Al filmar el cuerpo de Boni mientras se masturba, comenzamos a percibir cómo Claire Denis, poco a poco, está empezando a dejar atrás la piel para introducirse de lleno en la carne. El cuerpo empieza a ser visto como materia y, en consecuencia, a ser filmado como tal.

Es en Nénette et Boni donde la forma de acercarse a los cuerpos empieza a cambiar para Claire Denis y todo se debe, como es y será habitual en esta directora, a su intento por dar mayor coherencia al relato a través de las imágenes. Denis retoma el tema del intruso, pero esta vez haciendo referencia al bebé que Nénette lleva en su vientre. Es decir, el intruso está dentro del cuerpo de la protagonista y a pesar de ser invisible, lo cambia todo. Por lo tanto, dentro de la película, donde no pueda verse, debe de haber también un intruso que lo cambie todo y ese no será otro ser que la propia directora.

 

1.5. De la flotación y la música

Tomando como base el estado de flotación en el que se encuentra un feto dentro del vientre materno, Denis convierte todos los planos de su película en planos flotantes, momentos fugaces captados casi al vuelo, y que, a pesar de estar unos junto a otros, parecen estar separados por una especie de flujo (narración=líquido amniótico) que los mueve a todos por igual.

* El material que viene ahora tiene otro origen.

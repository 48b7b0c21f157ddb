//! Error types for tapwire.

use thiserror::Error;

/// Main error type for all tapwire operations.
///
/// "Not enough bytes yet" is never an error: delimiter and reader APIs
/// express it as `Ok(None)` and callers retry after more input arrives.
#[derive(Debug, Error)]
pub enum TapwireError {
    /// I/O error on the underlying endpoint.
    #[error("I/O error: {0}")]
    Io(#[from] std::io::Error),

    /// Protocol error (inconsistent frame length, bad handshake, etc.).
    #[error("Protocol error: {0}")]
    Protocol(String),

    /// Header-compression context error (bad index, table overflow, ...).
    #[error("Header compression error: {0}")]
    Hpack(String),

    /// A reassembled unit did not match the expected protocol grammar.
    #[error("Decode error: {0}")]
    Decode(String),

    /// An edited message could not be serialized back to the wire.
    #[error("Encode error: {0}")]
    Encode(String),

    /// Hand-off queue closed; no further writes are accepted.
    #[error("Hand-off queue closed")]
    ChannelClosed,
}

/// Result type alias using TapwireError.
pub type Result<T> = std::result::Result<T, TapwireError>;
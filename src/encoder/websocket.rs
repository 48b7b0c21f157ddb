//! WebSocket encoder.
//!
//! Speaks HTTP/1.1 until the upgrade handshake completes, then switches
//! to frame mode. The switch happens when the `101 Switching Protocols`
//! response is re-encoded, never earlier, so the handshake response
//! itself still travels as HTTP. The two directions of a connection
//! share the upgrade flag through [`WebSocketEncoder::pair`]; the
//! direction carrying the client's first frame has no 101 of its own to
//! observe.
//!
//! In frame mode a unit is one whole message: every fragment through the
//! first frame with FIN set. Decode unmasks and joins the fragments;
//! encode emits one unfragmented frame, reusing the original mask key so
//! an unedited message round-trips byte-identically.

use std::sync::atomic::{AtomicBool, Ordering};
use std::sync::Arc;

use bytes::{BufMut, Bytes, BytesMut};

use crate::encoder::{http1, Encoder, Framing, LogicalMessage, RecvBuffer, ResendPolicy, Role};
use crate::error::{Result, TapwireError};

pub const OPCODE_CONTINUATION: u8 = 0x0;
pub const OPCODE_TEXT: u8 = 0x1;
pub const OPCODE_BINARY: u8 = 0x2;
pub const OPCODE_CLOSE: u8 = 0x8;
pub const OPCODE_PING: u8 = 0x9;
pub const OPCODE_PONG: u8 = 0xa;

/// Mask key for messages composed by the proxy itself.
const RESEND_MASK: [u8; 4] = [0xaa, 0xaa, 0xaa, 0xaa];

/// One parsed frame.
struct WsFrame {
    fin: bool,
    opcode: u8,
    mask_key: Option<[u8; 4]>,
    /// Payload with the mask already removed.
    payload: Bytes,
    /// Wire bytes this frame occupied.
    consumed: usize,
}

/// Upgrade-aware message encoder for WebSocket endpoints.
pub struct WebSocketEncoder {
    role: Role,
    recv: RecvBuffer,
    upgraded: Arc<AtomicBool>,
}

impl WebSocketEncoder {
    pub fn new(role: Role) -> Self {
        Self {
            role,
            recv: RecvBuffer::new(),
            upgraded: Arc::new(AtomicBool::new(false)),
        }
    }

    /// Encoders for both directions of one connection, sharing the
    /// upgrade flag. The first element faces the origin server, the
    /// second faces the client application.
    pub fn pair() -> (Self, Self) {
        let upgraded = Arc::new(AtomicBool::new(false));
        let client_side = Self {
            role: Role::ProxyClient,
            recv: RecvBuffer::new(),
            upgraded: Arc::clone(&upgraded),
        };
        let server_side = Self {
            role: Role::ProxyServer,
            recv: RecvBuffer::new(),
            upgraded,
        };
        (client_side, server_side)
    }

    /// Force frame mode, for connections whose handshake happened
    /// elsewhere.
    pub fn mark_upgraded(&self) {
        self.upgraded.store(true, Ordering::Release);
    }

    pub fn is_upgraded(&self) -> bool {
        self.upgraded.load(Ordering::Acquire)
    }
}

impl Encoder for WebSocketEncoder {
    fn name(&self) -> &'static str {
        "websocket"
    }

    fn check_delimiter(&self, buf: &[u8]) -> Result<Option<usize>> {
        if self.is_upgraded() {
            Ok(ws_delimiter(buf))
        } else {
            Ok(http1::http_delimiter(buf))
        }
    }

    fn arrived(&mut self, data: &[u8]) -> Result<()> {
        self.recv.push(data);
        Ok(())
    }

    fn available(&mut self) -> Result<Option<Bytes>> {
        let delimited = if self.is_upgraded() {
            ws_delimiter(self.recv.view())
        } else {
            http1::http_delimiter(self.recv.view())
        };
        match delimited {
            Some(len) => Ok(Some(self.recv.take(len))),
            None => Ok(None),
        }
    }

    fn decode(&mut self, data: &[u8]) -> Result<LogicalMessage> {
        if self.is_upgraded() {
            Ok(decode_ws(data))
        } else {
            Ok(http1::decode_http(data))
        }
    }

    fn encode(&mut self, message: LogicalMessage) -> Result<Bytes> {
        match &message.framing {
            Framing::WebSocket { opcode, mask_key } => {
                let mask = mask_key.or(match self.role {
                    // Client-to-server traffic must be masked.
                    Role::ProxyClient | Role::ResendClient => Some(RESEND_MASK),
                    Role::ProxyServer => None,
                });
                Ok(build_ws_frame(true, *opcode, mask, &message.body))
            }
            Framing::Http1 { start_line, .. } => {
                let switching = http1::status_code(start_line) == Some(101);
                let wire = http1::encode_http(&message)?;
                if switching {
                    self.upgraded.store(true, Ordering::Release);
                }
                Ok(wire)
            }
            Framing::Raw => Ok(message.body.clone()),
            other => Err(TapwireError::Encode(format!(
                "message framed as {other:?} cannot be serialized as websocket"
            ))),
        }
    }

    /// Frames ride the live upgraded connection; a handshake on a fresh
    /// one would replay the whole upgrade.
    fn resend_policy(&self) -> ResendPolicy {
        ResendPolicy::reuse_live()
    }
}

/// Length of the first complete message, every fragment through FIN, or
/// `None` while more bytes are needed.
fn ws_delimiter(data: &[u8]) -> Option<usize> {
    let mut pos = 0usize;
    loop {
        let frame = parse_ws_frame(&data[pos..])?;
        pos += frame.consumed;
        if frame.fin {
            return Some(pos);
        }
    }
}

/// Parse and unmask one frame, or `None` while incomplete.
fn parse_ws_frame(data: &[u8]) -> Option<WsFrame> {
    if data.len() < 2 {
        return None;
    }
    let fin = data[0] & 0x80 != 0;
    let opcode = data[0] & 0x0f;
    let masked = data[1] & 0x80 != 0;
    let short_len = (data[1] & 0x7f) as usize;

    let (payload_len, mut pos) = match short_len {
        126 => {
            if data.len() < 4 {
                return None;
            }
            (u16::from_be_bytes([data[2], data[3]]) as usize, 4)
        }
        127 => {
            if data.len() < 10 {
                return None;
            }
            let mut len = [0u8; 8];
            len.copy_from_slice(&data[2..10]);
            (usize::try_from(u64::from_be_bytes(len)).ok()?, 10)
        }
        n => (n, 2),
    };

    let mask_key = if masked {
        if data.len() < pos + 4 {
            return None;
        }
        let key = [data[pos], data[pos + 1], data[pos + 2], data[pos + 3]];
        pos += 4;
        Some(key)
    } else {
        None
    };

    if data.len() < pos + payload_len {
        return None;
    }
    let payload = match mask_key {
        Some(key) => data[pos..pos + payload_len]
            .iter()
            .enumerate()
            .map(|(i, b)| b ^ key[i % 4])
            .collect(),
        None => Bytes::copy_from_slice(&data[pos..pos + payload_len]),
    };
    Some(WsFrame {
        fin,
        opcode,
        mask_key,
        payload,
        consumed: pos + payload_len,
    })
}

/// Interpret one complete message: fragments joined, mask removed.
///
/// Total: bytes that fail the frame grammar come back as a raw unit.
fn decode_ws(data: &[u8]) -> LogicalMessage {
    let mut pos = 0usize;
    let mut body = BytesMut::new();
    let mut first: Option<(u8, Option<[u8; 4]>)> = None;
    loop {
        let Some(frame) = parse_ws_frame(&data[pos..]) else {
            return LogicalMessage::raw(Bytes::copy_from_slice(data));
        };
        pos += frame.consumed;
        if first.is_none() {
            first = Some((frame.opcode, frame.mask_key));
        }
        body.extend_from_slice(&frame.payload);
        if frame.fin {
            break;
        }
    }
    let (opcode, mask_key) = first.unwrap_or((OPCODE_BINARY, None));
    LogicalMessage {
        stream_id: 0,
        end_stream: true,
        headers: Vec::new(),
        body: body.freeze(),
        framing: Framing::WebSocket { opcode, mask_key },
    }
}

/// Serialize one frame, masking the payload when a key is given.
fn build_ws_frame(fin: bool, opcode: u8, mask_key: Option<[u8; 4]>, payload: &[u8]) -> Bytes {
    let mut out = BytesMut::with_capacity(payload.len() + 14);
    out.put_u8(if fin { 0x80 } else { 0 } | (opcode & 0x0f));
    let mask_bit = if mask_key.is_some() { 0x80 } else { 0 };
    if payload.len() < 126 {
        out.put_u8(mask_bit | payload.len() as u8);
    } else if payload.len() <= u16::MAX as usize {
        out.put_u8(mask_bit | 126);
        out.put_u16(payload.len() as u16);
    } else {
        out.put_u8(mask_bit | 127);
        out.put_u64(payload.len() as u64);
    }
    match mask_key {
        Some(key) => {
            out.put_slice(&key);
            for (i, b) in payload.iter().enumerate() {
                out.put_u8(b ^ key[i % 4]);
            }
        }
        None => out.put_slice(payload),
    }
    out.freeze()
}
//! Error types for the propdesk client.
//!
//! Uses `thiserror` for library-style errors with automatic `Display` and `Error` implementations.

use std::collections::BTreeMap;
use std::fmt;

use thiserror::Error;

/// Top-level application error type.
#[derive(Error, Debug)]
pub enum AppError {
    #[error("Authentication error: {0}")]
    Auth(#[from] AuthError),

    #[error("Token store error: {0}")]
    Store(#[from] StoreError),

    #[error("API error: {0}")]
    Api(#[from] ApiError),
}

/// Authentication-related errors.
#[derive(Error, Debug)]
pub enum AuthError {
    #[error("Login failed: {0}")]
    LoginFailed(String),

    #[error("Token refresh failed: {0}")]
    TokenRefreshFailed(String),

    #[error("Logout failed: {0}")]
    LogoutFailed(String),

    #[error("Invalid token: {0}")]
    InvalidToken(String),
}

/// Token store errors.
#[derive(Error, Debug)]
pub enum StoreError {
    #[error("Failed to store cookie: {0}")]
    StoreFailed(String),

    #[error("Failed to read cookie: {0}")]
    RetrieveFailed(String),

    #[error("Failed to delete cookie: {0}")]
    DeleteFailed(String),

    #[error("IO error: {0}")]
    Io(#[from] std::io::Error),
}

/// Errors returned by authenticated API calls.
#[derive(Error, Debug)]
pub enum ApiError {
    #[error("Network error: {0}")]
    Network(#[from] reqwest::Error),

    #[error("Request rejected (HTTP {status}): {payload}")]
    Rejected { status: u16, payload: ErrorPayload },

    #[error("Unauthorized (401): request was rejected after a token refresh")]
    Unauthorized,

    #[error("Login required, redirecting to {redirect_to}")]
    LoginRequired { redirect_to: String },

    #[error("Failed to parse API response: {0}")]
    ParseFailed(String),
}

/// Field name to messages, as returned by form validation endpoints.
pub type FieldErrors = BTreeMap<String, Vec<String>>;

/// Parsed body of a non-2xx API response.
#[derive(Debug, Clone, PartialEq)]
pub enum ErrorPayload {
    /// Per-field validation errors.
    Validation(FieldErrors),
    /// A single human-readable message.
    Message(String),
}

impl ErrorPayload {
    /// Parse an error body.
    ///
    /// Objects carrying `message`, `detail` or `error` become a `Message`; other
    /// objects whose values are strings or string arrays become `Validation`.
    /// Anything else falls back to the raw text, or the status reason when empty.
    pub fn from_body(status: reqwest::StatusCode, body: &str) -> Self {
        if let Ok(serde_json::Value::Object(map)) = serde_json::from_str(body) {
            for key in ["message", "detail", "error"] {
                if let Some(serde_json::Value::String(message)) = map.get(key) {
                    return Self::Message(message.clone());
                }
            }

            let mut fields = FieldErrors::new();
            for (field, value) in &map {
                let messages = match value {
                    serde_json::Value::String(s) => vec![s.clone()],
                    serde_json::Value::Array(items) => items
                        .iter()
                        .filter_map(|item| item.as_str().map(str::to_string))
                        .collect(),
                    _ => continue,
                };
                if !messages.is_empty() {
                    fields.insert(field.clone(), messages);
                }
            }
            if !fields.is_empty() {
                return Self::Validation(fields);
            }
        }

        let text = body.trim();
        if text.is_empty() || text.starts_with('{') || text.starts_with('<') {
            Self::Message(
                status
                    .canonical_reason()
                    .map(str::to_string)
                    .unwrap_or_else(|| format!("HTTP {}", status.as_u16())),
            )
        } else {
            Self::Message(text.to_string())
        }
    }

    /// The message shown to the user.
    pub fn message(&self) -> String {
        self.to_string()
    }
}

impl fmt::Display for ErrorPayload {
    fn fmt(&self, f: &mut fmt::Formatter<'_>) -> fmt::Result {
        match self {
            Self::Message(message) => f.write_str(message),
            Self::Validation(fields) => {
                let parts: Vec<String> = fields
                    .iter()
                    .map(|(field, messages)| format!("{}: {}", field, messages.join(" ")))
                    .collect();
                f.write_str(&parts.join("; "))
            }
        }
    }
}

impl ApiError {
    /// Returns true if this error should trigger a sign-out.
    pub fn requires_sign_out(&self) -> bool {
        matches!(self, Self::Unauthorized | Self::LoginRequired { .. })
    }
}

impl AppError {
    /// Returns a user-friendly message for display.
    pub fn user_message(&self) -> String {
        match self {
            Self::Auth(AuthError::LoginFailed(msg)) => format!("Sign-in failed: {}", msg),
            Self::Auth(AuthError::TokenRefreshFailed(_)) => {
                "Session expired. Please sign in again.".to_string()
            }
            Self::Auth(AuthError::InvalidToken(_)) => {
                "Stored credentials are invalid. Please sign in again.".to_string()
            }
            Self::Store(_) => "Failed to access saved credentials.".to_string(),
            Self::Api(ApiError::Rejected { payload, .. }) => payload.message(),
            Self::Api(ApiError::Unauthorized) => {
                "Authentication expired. Sign in again.".to_string()
            }
            Self::Api(ApiError::LoginRequired { redirect_to }) => {
                format!("Please sign in ({}).", redirect_to)
            }
            Self::Api(ApiError::Network(_)) => "Network error. Check your connection.".to_string(),
            _ => "An error occurred. Please try again.".to_string(),
        }
    }

    /// Returns true if this error should trigger a sign-out.
    pub fn requires_sign_out(&self) -> bool {
        match self {
            Self::Auth(AuthError::TokenRefreshFailed(_)) => true,
            Self::Api(e) => e.requires_sign_out(),
            _ => false,
        }
    }
}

En esta película el relato empieza a fragmentarse más que en las anteriores y los planos empiezan a ser como pequeñas muestras de este, dando cuenta de una pequeña parte (a veces representativa, otras no) en lugar de tratar de explicar el todo. El cine de Denis, en relación a sus imágenes, empieza aquí a encontrar su propio lenguaje, incluso a nivel sonoro. Nénette et Boni representa, además, el inicio de una prolongada colaboración con la banda británica Tindersticks. “En efecto, si las canciones de Tindersticks ilustran las mismas historias de amor de siempre en un marco mucho más difícil de identificar para el oyente acostumbrado a la desenvoltura del pop clásico, el cine de Denis hace lo propio con las imágenes y los distintos modos de organizarlas”, expone Carlos Losilla. En su debut, allá por 1991, la banda británica desmoronó los cuatro pilares del pop –voz, guitarra, batería y bajo– al usar todo tipo de sintetizadores e instrumentos poco comunes, como el clavicordio o el xilófono. Sus letras, como muy bien dice Losilla, eran las de siempre (amor/desamor), pero el envoltorio era diferente e inusual.

Lo mismo sucede con Nénette et Boni: para llegar a la imagen típica de un hombre sosteniendo a un recién nacido en brazos (casi al final del filme), hemos pasado por unas previas de él empuñando un rifle para llevárselo del hospital y, también, por las de la madre que, desentendiéndose del niño, busca unas colillas en un cenicero. Todo parece familiar, pero si lo pensamos, es de lo más extraño que podamos imaginar (recordemos que el niño ni siquiera es su hijo, sino su sobrino).

Denis, gracias al uso de la imagen naturalista entremezclada indistintamente con la imaginaria, funde dos sensaciones antagónicas consiguiendo que su cine alcance unas nuevas cotas de abstracción, tanto visual como sonora. Su siguiente película, Beau Travail (1999), representa una cumbre indiscutible de tal fusión…

 

(Continuará)

 

 

* Todas las citas textuales aludidas en el presente texto proceden del libro Fusión fría, coordinado por Álvaro Arroba para el Festival de Cine de Gijón (2005) y editado por Ocho y Medio. Libros de cine.